这时写小说已经不像当初那样一泻千里,而是步步为营,着着长考。但是我还是写出了北方山区农村的生活气息、季节、作物、天气、地形,写出了那里的生活,而且,不顾一切地、尽全力地往好的思想主题上靠,往我的四年劳动生活的体会“收获”上靠。
《眼睛》写一个在乡村文化馆做事的大学毕业生,他怎样地受到以农村英雄人物林燕子为代表的劳动青年的教育,提高了精神境界。
我相当精到地描写了一个镇文化馆给人的嗅觉感受。书页上手指留下的汗污味,旧书陈年纸张的霉潮气味,新书的油墨味,书架的木料与油漆的味道,还有人的体味。我也写到了一到下午,一到阳光光束照过来,就会在书架间看到的灰尘颗粒。
我描写了一个农村姑娘,用两块小手帕系着两只辫子。她的黑色半截裤裤腿下面,小腿上沾满了尘土。
我写到晴空晶蓝如玉,细鳞似的发光的白云,伸展成大扇面形,白云下的庄稼显得葱郁黑碧……大路上有青骡子驾着大车,车上是茄子冬瓜,而路边的田地在浇大白菜,闻得见生菜气味。
……所有这些我都写得真实,显然过去只会写城市,写“小资产阶级”的王某,现在也能勾画两下农村的牧歌了。

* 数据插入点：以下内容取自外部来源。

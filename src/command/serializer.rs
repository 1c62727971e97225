//! Command serializer
//!
//! One worker task owns the `CommandExecutor`, so at most one command is on
//! the wire at any time. Callers hold a cloneable `DroneController` and talk
//! to the worker over two queues: a FIFO for everything and a priority
//! queue used only by Emergency, which overtakes queued-but-unsent commands.

use super::executor::{CommandExecutor, CommandOutcome, Request};
use crate::connection::SessionStatus;
use crate::telemetry::{TelemetryReader, TelemetrySample};
use crate::transport::TransportConnector;
use crate::video::{VideoFrame, VideoStream};
use serde::Serialize;
use std::sync::atomic::{AtomicUsize, Ordering};
use std::sync::Arc;
use tello_link_shared::{
    now_ms, BatteryReading, Command, CommandKind, CommandStatus, DroneError, FlightStatus,
    MoveDirection, Result, RotateDirection, SafetyPolicy,
};
use tokio::sync::{mpsc, oneshot, watch};
use tracing::{debug, info, warn};

const QUEUE_DEPTH: usize = 32;

/// Tracks one request from submission to completion
#[derive(Debug, Clone, PartialEq, Eq, Serialize)]
pub struct PendingRequest {
    pub request: String,
    pub caller_id: String,
    pub status: CommandStatus,
    pub enqueued_at_ms: u64,
    pub started_at_ms: Option<u64>,
    pub finished_at_ms: Option<u64>,
}

/// State published by the worker after every transition
#[derive(Debug, Clone, PartialEq, Serialize)]
pub struct DroneSnapshot {
    pub session: SessionStatus,
    /// Failed handshake attempts before the current session came up
    pub retry_count: u32,
    /// Wall-clock time the device last answered
    pub last_contact_ms: Option<u64>,
    pub flight_status: FlightStatus,
    pub battery: Option<BatteryReading>,
    pub last_updated_ms: u64,
    pub in_flight: Option<PendingRequest>,
    pub last_completed: Option<PendingRequest>,
}

/// Snapshot plus the parts that live outside the worker
#[derive(Debug, Clone, Serialize)]
pub struct StatusReport {
    #[serde(flatten)]
    pub drone: DroneSnapshot,
    /// Requests waiting behind the in-flight one
    pub queued: usize,
    pub video_streaming: bool,
    pub telemetry: Option<TelemetrySample>,
}

/// Counts a request as pending until dropped
struct PendingSlot(Arc<AtomicUsize>);

impl Drop for PendingSlot {
    fn drop(&mut self) {
        self.0.fetch_sub(1, Ordering::SeqCst);
    }
}

struct Job {
    request: Request,
    caller_id: String,
    enqueued_at_ms: u64,
    respond_to: oneshot::Sender<Result<CommandOutcome>>,
    slot: PendingSlot,
}

/// Handle to the serializer worker
#[derive(Clone)]
pub struct DroneController {
    normal_tx: mpsc::Sender<Job>,
    priority_tx: mpsc::Sender<Job>,
    pending: Arc<AtomicUsize>,
    state_rx: watch::Receiver<DroneSnapshot>,
    policy: SafetyPolicy,
    telemetry: Option<Arc<TelemetryReader>>,
    video: Arc<VideoStream>,
}

impl DroneController {
    /// Move the executor into a worker task and return its handle
    pub fn spawn<C: TransportConnector>(executor: CommandExecutor<C>) -> Self {
        let (normal_tx, normal_rx) = mpsc::channel(QUEUE_DEPTH);
        let (priority_tx, priority_rx) = mpsc::channel(QUEUE_DEPTH);
        let (state_tx, state_rx) = watch::channel(snapshot(&executor, None, None));

        let policy = executor.policy();
        let telemetry = executor.connection().telemetry();
        let video = executor.video();

        tokio::spawn(async move {
            run_worker(executor, normal_rx, priority_rx, state_tx).await;
        });

        Self {
            normal_tx,
            priority_tx,
            pending: Arc::new(AtomicUsize::new(0)),
            state_rx,
            policy,
            telemetry,
            video,
        }
    }

    /// Queue a request behind anything already submitted
    pub async fn execute(&self, request: Request, caller_id: &str) -> Result<CommandOutcome> {
        self.submit(request, caller_id, false).await
    }

    /// Like `execute`, but fail with `Busy` instead of waiting.
    ///
    /// Emergency is never refused.
    pub async fn try_execute(&self, request: Request, caller_id: &str) -> Result<CommandOutcome> {
        self.submit(request, caller_id, true).await
    }

    async fn submit(&self, request: Request, caller_id: &str, nowait: bool) -> Result<CommandOutcome> {
        // Range checks never wait for the queue
        if let Request::Drone(cmd) = &request {
            self.policy.check_parameters(&cmd.kind())?;
        }

        let priority = request.is_emergency();
        if nowait && !priority {
            self.pending
                .compare_exchange(0, 1, Ordering::SeqCst, Ordering::SeqCst)
                .map_err(|_| DroneError::Busy)?;
        } else {
            self.pending.fetch_add(1, Ordering::SeqCst);
        }
        let slot = PendingSlot(self.pending.clone());

        let (respond_to, response) = oneshot::channel();
        let job = Job {
            request,
            caller_id: caller_id.to_string(),
            enqueued_at_ms: now_ms(),
            respond_to,
            slot,
        };

        let queue = if priority {
            &self.priority_tx
        } else {
            &self.normal_tx
        };
        queue
            .send(job)
            .await
            .map_err(|_| DroneError::connection("drone controller stopped"))?;

        response
            .await
            .map_err(|_| DroneError::connection("drone controller stopped"))?
    }

    fn drone(kind: CommandKind, caller_id: &str) -> Request {
        Request::Drone(Command::new(kind, caller_id))
    }

    pub async fn connect(&self, caller_id: &str) -> Result<CommandOutcome> {
        self.execute(Request::Connect, caller_id).await
    }

    pub async fn disconnect(&self, caller_id: &str) -> Result<CommandOutcome> {
        self.execute(Request::Disconnect, caller_id).await
    }

    /// Battery query
    pub async fn query(&self, caller_id: &str) -> Result<CommandOutcome> {
        self.execute(Self::drone(CommandKind::Query, caller_id), caller_id)
            .await
    }

    pub async fn takeoff(&self, caller_id: &str) -> Result<CommandOutcome> {
        self.execute(Self::drone(CommandKind::Takeoff, caller_id), caller_id)
            .await
    }

    pub async fn land(&self, caller_id: &str) -> Result<CommandOutcome> {
        self.execute(Self::drone(CommandKind::Land, caller_id), caller_id)
            .await
    }

    pub async fn emergency(&self, caller_id: &str) -> Result<CommandOutcome> {
        self.execute(Self::drone(CommandKind::Emergency, caller_id), caller_id)
            .await
    }

    pub async fn move_by(
        &self,
        direction: MoveDirection,
        distance_cm: u32,
        caller_id: &str,
    ) -> Result<CommandOutcome> {
        let kind = CommandKind::Move {
            direction,
            distance_cm,
        };
        self.execute(Self::drone(kind, caller_id), caller_id).await
    }

    pub async fn rotate(
        &self,
        direction: RotateDirection,
        degrees: u32,
        caller_id: &str,
    ) -> Result<CommandOutcome> {
        let kind = CommandKind::Rotate { direction, degrees };
        self.execute(Self::drone(kind, caller_id), caller_id).await
    }

    pub async fn video_start(&self, caller_id: &str) -> Result<CommandOutcome> {
        self.execute(Request::VideoStart, caller_id).await
    }

    pub async fn video_stop(&self, caller_id: &str) -> Result<CommandOutcome> {
        self.execute(Request::VideoStop, caller_id).await
    }

    /// Latest still image; served without the serializer
    pub async fn video_frame(&self) -> Result<VideoFrame> {
        self.video.latest_frame().await
    }

    /// Requests submitted but not finished, including the in-flight one
    pub fn pending(&self) -> usize {
        self.pending.load(Ordering::SeqCst)
    }

    pub fn snapshot(&self) -> DroneSnapshot {
        self.state_rx.borrow().clone()
    }

    /// Notified whenever the worker publishes a new snapshot
    pub fn subscribe(&self) -> watch::Receiver<DroneSnapshot> {
        self.state_rx.clone()
    }

    /// Current state without touching the device
    pub async fn status(&self) -> StatusReport {
        let drone = self.snapshot();
        let in_flight = usize::from(drone.in_flight.is_some());
        let telemetry = match &self.telemetry {
            Some(t) => t.latest().await,
            None => None,
        };

        StatusReport {
            queued: self.pending().saturating_sub(in_flight),
            video_streaming: self.video.is_running().await,
            telemetry,
            drone,
        }
    }
}

fn snapshot<C: TransportConnector>(
    executor: &CommandExecutor<C>,
    in_flight: Option<PendingRequest>,
    last_completed: Option<PendingRequest>,
) -> DroneSnapshot {
    let state = executor.drone_state();
    DroneSnapshot {
        session: executor.session_status(),
        retry_count: executor.connection().retry_count(),
        last_contact_ms: executor.connection().last_contact_ms(),
        flight_status: state.flight_status,
        battery: state.battery,
        last_updated_ms: state.last_updated_ms,
        in_flight,
        last_completed,
    }
}

async fn run_worker<C: TransportConnector>(
    mut executor: CommandExecutor<C>,
    mut normal_rx: mpsc::Receiver<Job>,
    mut priority_rx: mpsc::Receiver<Job>,
    state_tx: watch::Sender<DroneSnapshot>,
) {
    let mut last_completed: Option<PendingRequest> = None;

    loop {
        let job = tokio::select! {
            biased;
            Some(job) = priority_rx.recv() => job,
            Some(job) = normal_rx.recv() => job,
            else => break,
        };

        let Job {
            request,
            caller_id,
            enqueued_at_ms,
            respond_to,
            slot,
        } = job;

        // Emergency goes out even when nobody waits for the answer
        if respond_to.is_closed() && !request.is_emergency() {
            debug!("Dropping {} from {}: caller went away", request.name(), caller_id);
            continue;
        }

        let mut pending = PendingRequest {
            request: request.describe(),
            caller_id,
            status: CommandStatus::InFlight,
            enqueued_at_ms,
            started_at_ms: Some(now_ms()),
            finished_at_ms: None,
        };
        let _ = state_tx.send(snapshot(&executor, Some(pending.clone()), last_completed.clone()));

        let result = executor.execute(request).await;

        pending.finished_at_ms = Some(now_ms());
        pending.status = match &result {
            Ok(outcome) => {
                info!("{} for {}: {}", pending.request, pending.caller_id, outcome.message);
                CommandStatus::Completed
            }
            Err(e @ DroneError::Timeout { .. }) => {
                warn!("{} for {}: {}", pending.request, pending.caller_id, e);
                CommandStatus::TimedOut
            }
            Err(e) => {
                warn!("{} for {} failed: {}", pending.request, pending.caller_id, e);
                CommandStatus::Failed
            }
        };

        let _ = state_tx.send(snapshot(&executor, None, Some(pending.clone())));
        last_completed = Some(pending);

        drop(slot);
        let _ = respond_to.send(result);
    }

    info!("Drone controller stopped");
}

经过批判劳动改造,我死死掌握了几条,一个是要写农村,要写出真实的生活细节和场景。一个是要坚决地从生活细节中提炼、组合,绝对地构成符合一切口径、有利于正面宣传鼓动、令各方面看了乐得合不拢嘴的新篇章、新故事、新人物、新作品。细节不怕真实与开掘。体验不怕深刻与多方面。关键在于构思、取舍、重新组织,写出新的面貌,使作品的面貌合意可心。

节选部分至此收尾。